In Lifespan Integration therapy, the client's movement forward in time is done visually in such a way that the client "watches a movie" of his or her life.  Through watching this "movie,” the client sees how the past continues to impact his or her behavior and choices in the present. Traveling through time from the past memory scene to the present is usually repeated three to eight times during an LI session. Older clients and clients with more traumatic childhoods will require more repetitions of the LI protocol to clear the neural (cellular) memories of trauma, and to "re-write" the life script more accurately. LI also works well with people who have trouble remembering their pasts. During Lifespan Integration therapy, clients who began with memory gaps are eventually able to connect the pieces of their lives into a coherent whole.

Talking about past abuse in therapy doesn't necessarily help people to move beyond it.

It is well known by therapists that adults who experienced abuse or neglect during childhood often spend years in therapy emoting and talking about their past traumas, yet they still have trouble moving beyond these past traumas. This is because people who were traumatized while their neural systems were developing are often "hard-wired" to interpret events in a negative way. Adults who were abused in childhood often have poor self-images, an ongoing internal dialogue of negative self-talk, and chronic anxiety and/or depression. This often remains the case no matter how successful these people have become in their present lives, and no matter how much "talking" therapy they have done.

Adults who were abused in childhood often react in patterned, dysfunctional, and sometimes self-destructive ways.

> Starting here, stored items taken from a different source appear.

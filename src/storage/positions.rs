use chrono::{DateTime, Utc};
use serde::{Deserialize, Serialize};
use sha2::{Digest, Sha256};
use std::fs::Metadata;
use std::path::{Path, PathBuf};
use tokio::io::AsyncWriteExt;

#[derive(Debug, thiserror::Error)]
pub enum PositionError {
    #[error("io error: {0}")]
    Io(#[from] std::io::Error),

    #[error("position record serialization failed: {0}")]
    Json(#[from] serde_json::Error),
}

pub type Result<T> = std::result::Result<T, PositionError>;

/// How far into a source file the tailer has consumed.
#[derive(Debug, Clone, PartialEq, Serialize, Deserialize)]
pub struct FilePositionRecord {
    pub path: PathBuf,
    pub offset: u64,
    /// Identity of the file the offset belongs to; 0 when unknown.
    pub inode: u64,
    pub updated_at: DateTime<Utc>,
}

/// One small JSON file per source file, named by a SHA-256 of the absolute path
/// so distinct files never share a record and names survive restarts.
#[derive(Debug, Clone)]
pub struct PositionStore {
    directory: PathBuf,
}

impl PositionStore {
    pub fn open(directory: impl Into<PathBuf>) -> Result<Self> {
        let directory = directory.into();
        std::fs::create_dir_all(&directory)?;
        Ok(Self { directory })
    }

    pub fn directory(&self) -> &Path {
        &self.directory
    }

    /// Stable record key for a source path.
    pub fn key_for(path: &Path) -> String {
        let absolute = absolute_path(path);
        let digest = Sha256::digest(absolute.to_string_lossy().as_bytes());
        format!("{:x}", digest)
    }

    fn record_path(&self, path: &Path) -> PathBuf {
        self.directory.join(format!("{}.pos", Self::key_for(path)))
    }

    /// Load the record for `path`. Missing or unreadable records read as none;
    /// the tailer then starts the file from the beginning.
    pub async fn load(&self, path: &Path) -> Option<FilePositionRecord> {
        let record_path = self.record_path(path);

        let text = match tokio::fs::read_to_string(&record_path).await {
            Ok(text) => text,
            Err(e) if e.kind() == std::io::ErrorKind::NotFound => return None,
            Err(e) => {
                tracing::warn!(
                    path = %path.display(),
                    error = %e,
                    "Failed to read position record, starting from 0"
                );
                return None;
            }
        };

        match serde_json::from_str::<FilePositionRecord>(&text) {
            Ok(record) => Some(record),
            Err(e) => {
                tracing::warn!(
                    path = %path.display(),
                    error = %e,
                    "Corrupt position record, starting from 0"
                );
                None
            }
        }
    }

    pub async fn get_offset(&self, path: &Path) -> u64 {
        self.load(path).await.map(|r| r.offset).unwrap_or(0)
    }

    pub async fn save(&self, record: &FilePositionRecord) -> Result<()> {
        let record_path = self.record_path(&record.path);
        let temp_path = record_path.with_extension("pos.tmp");

        let json = serde_json::to_vec(record)?;
        let mut file = tokio::fs::File::create(&temp_path).await?;
        file.write_all(&json).await?;
        file.sync_all().await?;
        drop(file);
        tokio::fs::rename(&temp_path, &record_path).await?;

        tracing::debug!(
            path = %record.path.display(),
            offset = record.offset,
            "Saved file position"
        );
        Ok(())
    }

    /// Record `offset` for `path`, tagging it with the file's current identity.
    pub async fn save_offset(&self, path: &Path, offset: u64) -> Result<()> {
        let inode = match tokio::fs::metadata(path).await {
            Ok(metadata) => file_inode(&metadata),
            Err(_) => 0,
        };

        self.save(&FilePositionRecord {
            path: path.to_path_buf(),
            offset,
            inode,
            updated_at: Utc::now(),
        })
        .await
    }
}

fn absolute_path(path: &Path) -> PathBuf {
    if path.is_absolute() {
        return path.to_path_buf();
    }
    match std::env::current_dir() {
        Ok(cwd) => cwd.join(path),
        Err(_) => path.to_path_buf(),
    }
}

#[cfg(unix)]
pub fn file_inode(metadata: &Metadata) -> u64 {
    use std::os::unix::fs::MetadataExt;
    metadata.ino()
}

#[cfg(not(unix))]
pub fn file_inode(metadata: &Metadata) -> u64 {
    // No stable file id here; creation time is the closest stand-in
    use std::hash::{Hash, Hasher};
    let mut hasher = std::collections::hash_map::DefaultHasher::new();
    if let Ok(created) = metadata.created() {
        created.hash(&mut hasher);
    }
    hasher.finish()
}

#[cfg(test)]
mod tests {
    use super::*;
    use tempfile::TempDir;

    #[tokio::test]
    async fn test_missing_record_reads_as_zero() {
        let dir = TempDir::new().unwrap();
        let store = PositionStore::open(dir.path().join("positions")).unwrap();
        assert_eq!(store.get_offset(Path::new("/var/log/a.log")).await, 0);
    }

    #[tokio::test]
    async fn test_save_and_get_offset() {
        let dir = TempDir::new().unwrap();
        let store = PositionStore::open(dir.path()).unwrap();
        let log = dir.path().join("a.log");
        std::fs::write(&log, "hello\n").unwrap();

        store.save_offset(&log, 6).await.unwrap();
        assert_eq!(store.get_offset(&log).await, 6);

        let record = store.load(&log).await.unwrap();
        assert_eq!(record.path, log);
        assert_ne!(record.inode, 0);
    }

    #[tokio::test]
    async fn test_distinct_paths_do_not_share_records() {
        let dir = TempDir::new().unwrap();
        let store = PositionStore::open(dir.path()).unwrap();

        store.save_offset(Path::new("/logs/a.log"), 10).await.unwrap();
        store.save_offset(Path::new("/logs/b.log"), 20).await.unwrap();

        assert_eq!(store.get_offset(Path::new("/logs/a.log")).await, 10);
        assert_eq!(store.get_offset(Path::new("/logs/b.log")).await, 20);
    }

    #[test]
    fn test_key_is_stable_and_hex() {
        let a = PositionStore::key_for(Path::new("/logs/a.log"));
        let b = PositionStore::key_for(Path::new("/logs/a.log"));
        assert_eq!(a, b);
        assert_eq!(a.len(), 64);
        assert!(a.chars().all(|c| c.is_ascii_hexdigit()));
        assert_ne!(a, PositionStore::key_for(Path::new("/logs/b.log")));
    }

    #[tokio::test]
    async fn test_corrupt_record_reads_as_zero() {
        let dir = TempDir::new().unwrap();
        let store = PositionStore::open(dir.path()).unwrap();
        let log = Path::new("/logs/c.log");
        let record_path = dir
            .path()
            .join(format!("{}.pos", PositionStore::key_for(log)));
        std::fs::write(&record_path, "not json").unwrap();

        assert_eq!(store.get_offset(log).await, 0);
    }
}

Adults who experienced childhood trauma often continue to be "triggered" in their present lives. When people are "triggered", they often react in old patterned ways that are not helpful to the current situation and sometimes are harmful. Continuing in these repetitive and self-destructive patterns only makes the person feel worse and more hopeless.

Lifespan Integration therapy heals without re-traumatizing.

Finally there is a therapy that can change all this without re-traumatizing. Lifespan Integration is a very gentle method which is believed to work on a deep neural level to change patterned responses and outmoded defensive strategies. LI therapy helps people connect unpleasant feelings and dysfunctional patterns with the memories of the past events from which these feelings and strategies originated. Making these connections at a deep level of the body-mind "re-sets" the neural system so that it is more in line with and adaptive to the current life situation. This "re-setting" happens very rapidly for most people. After LI therapy, people find themselves spontaneously reacting to current stressors in more age appropriate ways. After several sessions of LI, clients have reported that they feel better about life, are more self-accepting, and are better able to enjoy their intimate relationships.